** Opening Data extracts block **

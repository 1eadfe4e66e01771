//! Task module
//!
//! This module contains task-related types and logic.

mod model;
mod repository;
mod sqlite_store;

pub use model::*;
pub use repository::TaskRepository;
pub use sqlite_store::SqliteTaskStore;
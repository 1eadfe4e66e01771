//! Error responses shared by the route modules

use axum::{http::StatusCode, Json};
use serde::Serialize;
use tracing::error;

use crate::auth::AuthError;

#[derive(Debug, Serialize)]
pub struct ErrorResponse {
    pub error: String,
}

pub type RouteError = (StatusCode, Json<ErrorResponse>);

pub fn route_error(status: StatusCode, error: impl Into<String>) -> RouteError {
    (
        status,
        Json(ErrorResponse {
            error: error.into(),
        }),
    )
}

pub fn bad_request(error: impl Into<String>) -> RouteError {
    route_error(StatusCode::BAD_REQUEST, error)
}

pub fn unauthorized() -> RouteError {
    route_error(StatusCode::UNAUTHORIZED, "unauthorized")
}

pub fn forbidden(error: impl Into<String>) -> RouteError {
    route_error(StatusCode::FORBIDDEN, error)
}

pub fn internal_error(error: impl std::fmt::Display) -> RouteError {
    error!(error = %error, "request failed");
    route_error(StatusCode::INTERNAL_SERVER_ERROR, error.to_string())
}

/// Trimmed value of a required text field
pub fn required_text(value: &str, field: &str) -> Result<String, RouteError> {
    let trimmed = value.trim();
    if trimmed.is_empty() {
        return Err(bad_request(format!("{} cannot be empty", field)));
    }
    Ok(trimmed.to_string())
}

pub fn map_core_error(err: flow_core::Error) -> RouteError {
    use flow_core::Error;

    let status = match &err {
        Error::EmployeeNotFound(_) | Error::TaskNotFound(_) | Error::UnknownEmployee(_) => {
            StatusCode::NOT_FOUND
        }
        Error::DuplicateEmail(_) | Error::InvalidInput(_) => StatusCode::BAD_REQUEST,
        Error::Storage(_) => return internal_error(&err),
    };
    route_error(status, err.to_string())
}

pub fn map_auth_error(err: AuthError) -> RouteError {
    let status = match &err {
        AuthError::InvalidInput(_)
        | AuthError::DuplicateEmail(_)
        | AuthError::InvalidCredentials => StatusCode::BAD_REQUEST,
        AuthError::InvalidToken(_) | AuthError::Expired => return unauthorized(),
        AuthError::Forbidden(_) => StatusCode::FORBIDDEN,
        AuthError::Storage(_) => return internal_error(&err),
    };
    route_error(status, err.to_string())
}
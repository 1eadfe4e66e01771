//! SQLite-backed task storage
//!
//! Listings LEFT JOIN `employees` so every row carries its assignee's name.

use async_trait::async_trait;
use rusqlite::types::{FromSql, FromSqlError, FromSqlResult, ToSql, ToSqlOutput, ValueRef};
use rusqlite::{params, Connection, OptionalExtension, Row};
use tracing::{debug, instrument};

use super::model::{Deadline, NewTask, Task, TaskFilter, TaskUpdate, TaskWithAssignee};
use super::repository::TaskRepository;
use crate::db::{constraint_violation, ConstraintViolation, Database};
use crate::{Error, Result};

const TASK_COLUMNS: &str = "id, title, description, deadline, completed, assigned_employee_id";

const JOINED_SELECT: &str = "SELECT t.id, t.title, t.description, t.deadline, t.completed, \
     t.assigned_employee_id, e.name \
     FROM tasks t LEFT JOIN employees e ON e.id = t.assigned_employee_id";

impl FromSql for Deadline {
    fn column_result(value: ValueRef<'_>) -> FromSqlResult<Self> {
        Deadline::parse(value.as_str()?).map_err(|err| FromSqlError::Other(Box::new(err)))
    }
}

impl ToSql for Deadline {
    fn to_sql(&self) -> rusqlite::Result<ToSqlOutput<'_>> {
        Ok(ToSqlOutput::from(self.as_str()))
    }
}

fn task_from_row(row: &Row<'_>) -> rusqlite::Result<Task> {
    Ok(Task {
        id: row.get(0)?,
        title: row.get(1)?,
        description: row.get(2)?,
        deadline: row.get(3)?,
        completed: row.get(4)?,
        assigned_employee_id: row.get(5)?,
    })
}

fn joined_from_row(row: &Row<'_>) -> rusqlite::Result<TaskWithAssignee> {
    Ok(TaskWithAssignee {
        task: task_from_row(row)?,
        assignee_name: row.get(6)?,
    })
}

fn load_task(conn: &Connection, id: i64) -> Result<Option<Task>> {
    let task = conn
        .query_row(
            &format!("SELECT {TASK_COLUMNS} FROM tasks WHERE id = ?1"),
            [id],
            task_from_row,
        )
        .optional()?;
    Ok(task)
}

fn ensure_employee_exists(conn: &Connection, employee_id: i64) -> Result<()> {
    let exists: bool = conn.query_row(
        "SELECT EXISTS(SELECT 1 FROM employees WHERE id = ?1)",
        [employee_id],
        |row| row.get(0),
    )?;
    if exists {
        Ok(())
    } else {
        Err(Error::UnknownEmployee(employee_id))
    }
}

/// Map a failed insert/update on `tasks` to the domain error.
fn write_error(err: rusqlite::Error, assignee: Option<i64>) -> Error {
    match (constraint_violation(&err), assignee) {
        (Some(ConstraintViolation::ForeignKey), Some(employee_id)) => {
            Error::UnknownEmployee(employee_id)
        }
        _ => err.into(),
    }
}

/// Task store over the shared [`Database`]
#[derive(Clone)]
pub struct SqliteTaskStore {
    db: Database,
}

impl SqliteTaskStore {
    pub fn new(db: Database) -> Self {
        Self { db }
    }
}

#[async_trait]
impl TaskRepository for SqliteTaskStore {
    #[instrument(skip(self, task), fields(assignee = ?task.assigned_employee_id))]
    async fn create(&self, task: NewTask) -> Result<Task> {
        self.db
            .transact(move |tx| {
                if let Some(employee_id) = task.assigned_employee_id {
                    ensure_employee_exists(tx, employee_id)?;
                }

                tx.execute(
                    "INSERT INTO tasks (title, description, deadline, completed, assigned_employee_id)
                     VALUES (?1, ?2, ?3, ?4, ?5)",
                    params![
                        task.title,
                        task.description,
                        task.deadline,
                        task.completed,
                        task.assigned_employee_id
                    ],
                )
                .map_err(|err| write_error(err, task.assigned_employee_id))?;

                let created = Task {
                    id: tx.last_insert_rowid(),
                    title: task.title,
                    description: task.description,
                    deadline: task.deadline,
                    completed: task.completed,
                    assigned_employee_id: task.assigned_employee_id,
                };
                debug!(task_id = created.id, "task created");
                Ok(created)
            })
            .await
    }

    #[instrument(skip(self))]
    async fn get(&self, id: i64) -> Result<Task> {
        self.db
            .read(move |tx| load_task(tx, id)?.ok_or(Error::TaskNotFound(id)))
            .await
    }

    #[instrument(skip(self))]
    async fn list(&self, filter: TaskFilter) -> Result<Vec<TaskWithAssignee>> {
        self.db
            .read(move |tx| {
                let mut stmt = tx.prepare(&format!(
                    "{JOINED_SELECT}
                     WHERE (?1 IS NULL OR t.assigned_employee_id = ?1)
                       AND (?2 IS NULL OR t.completed = ?2)
                     ORDER BY t.id
                     LIMIT ?3 OFFSET ?4"
                ))?;
                let limit = filter.limit.map(i64::from).unwrap_or(-1);
                let offset = i64::from(filter.offset.unwrap_or(0));
                let tasks = stmt
                    .query_map(
                        params![filter.assigned_employee_id, filter.completed, limit, offset],
                        joined_from_row,
                    )?
                    .collect::<rusqlite::Result<Vec<_>>>()?;
                Ok(tasks)
            })
            .await
    }

    #[instrument(skip(self, update))]
    async fn update(&self, id: i64, update: TaskUpdate) -> Result<Task> {
        self.db
            .transact(move |tx| {
                let mut task = load_task(tx, id)?.ok_or(Error::TaskNotFound(id))?;
                if update.is_empty() {
                    return Ok(task);
                }
                if let Some(employee_id) = update.new_assignee() {
                    ensure_employee_exists(tx, employee_id)?;
                }

                update.apply_to(&mut task);
                tx.execute(
                    "UPDATE tasks
                     SET title = ?1, description = ?2, deadline = ?3, completed = ?4,
                         assigned_employee_id = ?5
                     WHERE id = ?6",
                    params![
                        task.title,
                        task.description,
                        task.deadline,
                        task.completed,
                        task.assigned_employee_id,
                        id
                    ],
                )
                .map_err(|err| write_error(err, task.assigned_employee_id))?;
                Ok(task)
            })
            .await
    }

    #[instrument(skip(self))]
    async fn delete(&self, id: i64) -> Result<()> {
        self.db
            .transact(move |tx| {
                let removed = tx.execute("DELETE FROM tasks WHERE id = ?1", [id])?;
                if removed == 0 {
                    return Err(Error::TaskNotFound(id));
                }
                Ok(())
            })
            .await
    }

    #[instrument(skip(self))]
    async fn list_upcoming_pending(&self, limit: usize) -> Result<Vec<TaskWithAssignee>> {
        self.upcoming_pending(None, limit).await
    }

    #[instrument(skip(self))]
    async fn list_upcoming_pending_for(
        &self,
        employee_id: i64,
        limit: usize,
    ) -> Result<Vec<TaskWithAssignee>> {
        self.upcoming_pending(Some(employee_id), limit).await
    }
}

impl SqliteTaskStore {
    async fn upcoming_pending(
        &self,
        employee_id: Option<i64>,
        limit: usize,
    ) -> Result<Vec<TaskWithAssignee>> {
        let limit = i64::try_from(limit).unwrap_or(i64::MAX);
        self.db
            .read(move |tx| {
                let mut stmt = tx.prepare(&format!(
                    "{JOINED_SELECT}
                     WHERE t.completed = 0
                       AND (?1 IS NULL OR t.assigned_employee_id = ?1)
                     ORDER BY t.deadline ASC, t.id ASC
                     LIMIT ?2"
                ))?;
                let tasks = stmt
                    .query_map(params![employee_id, limit], joined_from_row)?
                    .collect::<rusqlite::Result<Vec<_>>>()?;
                Ok(tasks)
            })
            .await
    }
}
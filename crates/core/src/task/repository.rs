//! Task repository trait
//!
//! Defines the interface for task storage operations.

use async_trait::async_trait;

use super::model::{NewTask, Task, TaskFilter, TaskUpdate, TaskWithAssignee};
use crate::Result;

/// Repository interface for task CRUD operations
#[async_trait]
pub trait TaskRepository: Send + Sync {
    /// Create a new task; the assignee, if any, must exist
    async fn create(&self, task: NewTask) -> Result<Task>;

    /// Get a task by ID
    async fn get(&self, id: i64) -> Result<Task>;

    /// List tasks matching `filter`, joined with assignee names, in ID order
    async fn list(&self, filter: TaskFilter) -> Result<Vec<TaskWithAssignee>>;

    /// Apply a partial update
    async fn update(&self, id: i64, update: TaskUpdate) -> Result<Task>;

    /// Delete a task by ID
    async fn delete(&self, id: i64) -> Result<()>;

    /// Pending tasks with the nearest deadlines, ties broken by ID
    async fn list_upcoming_pending(&self, limit: usize) -> Result<Vec<TaskWithAssignee>>;

    /// Same as [`TaskRepository::list_upcoming_pending`], restricted to one assignee
    async fn list_upcoming_pending_for(
        &self,
        employee_id: i64,
        limit: usize,
    ) -> Result<Vec<TaskWithAssignee>>;
}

** Closing Data extracts block **

Exercise prompt:
Locate the word "Some" in the entries, and copy every line where it is found.

Exercise solution:
        (Some(ConstraintViolation::ForeignKey), Some(employee_id)) => {
                if let Some(employee_id) = task.assigned_employee_id {
                if let Some(employee_id) = update.new_assignee() {
        self.upcoming_pending(Some(employee_id), limit).await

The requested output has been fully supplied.